WHAT YOU SHOULD DO:
Beneath this instruction is a block of data; output from it exactly the lines that run from the one containing "use crate::label::total_frames;" through the one containing "pub const LABEL_TAG: &[u8]", inclusive.

[MATERIALS PROVIDED — start]

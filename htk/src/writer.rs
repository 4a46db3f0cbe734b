//! Chunked binary corpus writer.
//!
//! Each chunk `i` is a pair of files in the output directory:
//!
//! ```text
//! chunk<i>.feature: "Feature" [4B version]
//!                   repeated: [4B local_index] [4B byte_len] [byte_len frame bytes]
//! chunk<i>.label:   "Label" [4B version]
//!                   repeated: [4B local_index] [label payload]
//!
//! label payload, compact-indexed:
//!   [4B label_byte_size = 2 * frames] [2B run_bytes = 4 * runs] runs x ([2B phone] [2B count])
//! label payload, expanded:
//!   [4B frame_count] frame_count x [2B phone]
//! ```
//!
//! The 4-byte field after `local_index` in a label record is a byte size
//! only in the compact-indexed layout. In the expanded layout it is the
//! frame count, so the payload that follows is `2 * frame_count` bytes.
//!
//! Integers use the configured output byte order. Frame bytes are always
//! big-endian f32, `frames * veclen * 4` bytes: float sources are copied
//! unchanged and compressed sources are decoded. The manifest is written
//! after the last chunk.

use std::fs::{self, File};
use std::io::Write;
use std::path::{Path, PathBuf};

use bytes::{BufMut, BytesMut};
use tracing::{debug, info, warn};

use crate::endian::ByteOrder;
use crate::error::{Error, Result};
use crate::feature::{FeatureReader, RawFrames};
use crate::index::{UtteranceDescriptor, UtteranceIndex};
use crate::label::total_frames;
use crate::layout::LabelLayout;
use crate::manifest::{DEFAULT_MANIFEST_NAME, FEATURE_FILE_TYPE, LABEL_FILE_TYPE, Manifest};

/// Leading tag of a feature chunk file.
pub const FEATURE_TAG: &[u8] = b"Feature";
/// Leading tag of a label chunk file.
pub const LABEL_TAG: &[u8] = b"Label";

/// Default utterances per chunk.
pub const DEFAULT_CHUNK_SIZE: usize = 1000;
/// Default format version stamped after each tag.
pub const DEFAULT_VERSION: u32 = 1;

/// Returns the tag for a manifest file type.
pub fn file_tag(file_type: &str) -> Option<&'static [u8]> {
    match file_type {
        FEATURE_FILE_TYPE => Some(FEATURE_TAG),
        LABEL_FILE_TYPE => Some(LABEL_TAG),
        _ => None,
    }
}

/// Chunk writer options.
#[derive(Debug, Clone, PartialEq, Eq)]
pub struct WriterOptions {
    pub chunk_size: usize,
    pub byte_order: ByteOrder,
    pub layout: LabelLayout,
    pub version: u32,
    pub manifest_name: String,
}

impl Default for WriterOptions {
    fn default() -> Self {
        Self {
            chunk_size: DEFAULT_CHUNK_SIZE,
            byte_order: ByteOrder::Little,
            layout: LabelLayout::CompactIndexed,
            version: DEFAULT_VERSION,
            manifest_name: DEFAULT_MANIFEST_NAME.to_string(),
        }
    }
}

/// Result of a completed write.
#[derive(Debug, Clone, PartialEq, Eq)]
pub struct WriteSummary {
    pub manifest: Manifest,
    /// Records written across all chunks.
    pub written: u64,
    /// Utterances skipped for an invalid or out-of-file frame range.
    pub skipped: usize,
    /// Coefficients per frame of the first record written.
    pub veclen: Option<usize>,
}

/// Writes an [`UtteranceIndex`] as chunk files plus a manifest.
#[derive(Debug)]
pub struct ChunkWriter {
    output_dir: PathBuf,
    options: WriterOptions,
}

[MATERIALS PROVIDED — finish]

OUTPUT BELOW:
use crate::label::total_frames;
use crate::layout::LabelLayout;
use crate::manifest::{DEFAULT_MANIFEST_NAME, FEATURE_FILE_TYPE, LABEL_FILE_TYPE, Manifest};

/// Leading tag of a feature chunk file.
pub const FEATURE_TAG: &[u8] = b"Feature";
/// Leading tag of a label chunk file.
pub const LABEL_TAG: &[u8] = b"Label";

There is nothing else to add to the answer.